Milyonlarca Samanyolu Gökadası yıldızı, yüz binlerce uzak kuasar gibi çarpıcı biçimde farklı hedef türlerinin bu geniş örnekleri, SDSS-V’yi diğer araştırmalardan ayıran ve yeni FPS sistemi tarafından etkinleştirilen kilit unsurlar arasındadır.

Kollmeier, “Bu proje, dünyanın dört bir yanından 50’den fazla kurumdaki bilim insanlarının katkılarını içeren, gerçek anlamda işbirliğine dayalı bir projedir” diyor.

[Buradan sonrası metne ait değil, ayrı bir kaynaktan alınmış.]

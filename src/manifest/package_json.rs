//! npm `package.json`
//!
//! The document is parsed with key order preserved and re-serialised with the
//! indentation it was written with. A file whose pin already matches is
//! returned untouched, so formatting is never churned by a no-op run.

use super::ManifestEdit;
use serde::Serialize;
use serde_json::ser::PrettyFormatter;
use serde_json::{Serializer, Value};

/// Sections that may pin the package
const DEPENDENCY_SECTIONS: [&str; 3] = ["dependencies", "devDependencies", "peerDependencies"];

/// Pin `package` to `version` in every dependency section that lists it
///
/// `Ok(None)` means no section mentions the package.
pub fn set_version(content: &str, package: &str, version: &str) -> Result<Option<ManifestEdit>, String> {
  let mut doc: Value = serde_json::from_str(content).map_err(|e| e.to_string())?;
  let root = doc
    .as_object_mut()
    .ok_or_else(|| "top-level value is not an object".to_string())?;

  let mut found = false;
  let mut changed = false;
  let mut previous = None;

  for section in DEPENDENCY_SECTIONS {
    let Some(current) = root
      .get_mut(section)
      .and_then(Value::as_object_mut)
      .and_then(|deps| deps.get_mut(package))
    else {
      continue;
    };

    found = true;
    if previous.is_none() {
      previous = current.as_str().map(strip_range);
    }
    if current.as_str() != Some(version) {
      *current = Value::String(version.to_string());
      changed = true;
    }
  }

  if !found {
    return Ok(None);
  }
  if !changed {
    return Ok(Some(ManifestEdit::unchanged(content, previous)));
  }

  let indent = detect_indent(content);
  let mut buf = Vec::with_capacity(content.len());
  let mut serializer = Serializer::with_formatter(&mut buf, PrettyFormatter::with_indent(indent.as_bytes()));
  doc.serialize(&mut serializer).map_err(|e| e.to_string())?;

  let mut updated = String::from_utf8(buf).map_err(|e| e.to_string())?;
  if content.ends_with('\n') {
    updated.push('\n');
  }

  Ok(Some(ManifestEdit::new(content, updated, previous)))
}

/// Version with any npm range operator removed (`^2.17.0` -> `2.17.0`)
fn strip_range(spec: &str) -> String {
  spec.trim().trim_start_matches(['^', '~', '=']).trim().to_string()
}

/// Indentation of the first indented line, two spaces by default
fn detect_indent(content: &str) -> String {
  content
    .lines()
    .map(|line| {
      line
        .chars()
        .take_while(|c| *c == ' ' || *c == '\t')
        .collect::<String>()
    })
    .find(|indent| !indent.is_empty())
    .unwrap_or_else(|| "  ".to_string())
}
//! CLI commands for site-release
//!
//! - **upgrade**: pin a Richie version in every site, then optionally build and commit
//!
//! Commands accept `&ReleaseContext` so the configuration is loaded once.

pub mod upgrade;

pub use upgrade::run_upgrade;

“Küresel bir pandeminin ortasında olmamıza rağmen bu teknolojik dönüm noktasına ulaştığımız için heyecanlıyız ve bu değişimin projenin çalışmasını nasıl geliştireceğine tanık olmaktan heyecan duyuyoruz.”


Gökbilimciler Samanyolu’nun kalbinde devasa bir kara delik olan Sagittarius A* ile karşı karşıya


Toronto Üniversitesi tarafından sağlanan

Alıntı: Gökbilimciler robotik gözlerini kozmik evimiz olan Samanyolu’na odakladı (2022, 21 Ocak) 22 Ocak 2022’de https://phys.org/news/2022-01-astronomers-focus-robotic-eyes-milky.html adresinden alındı

Bu belge telif haklarına tabidir. Özel çalışma veya araştırma amaçlı herhangi bir adil işlem dışında, yazılı izin alınmadan hiçbir bölüm çoğaltılamaz. İçerik yalnızca bilgi amaçlı sağlanmıştır.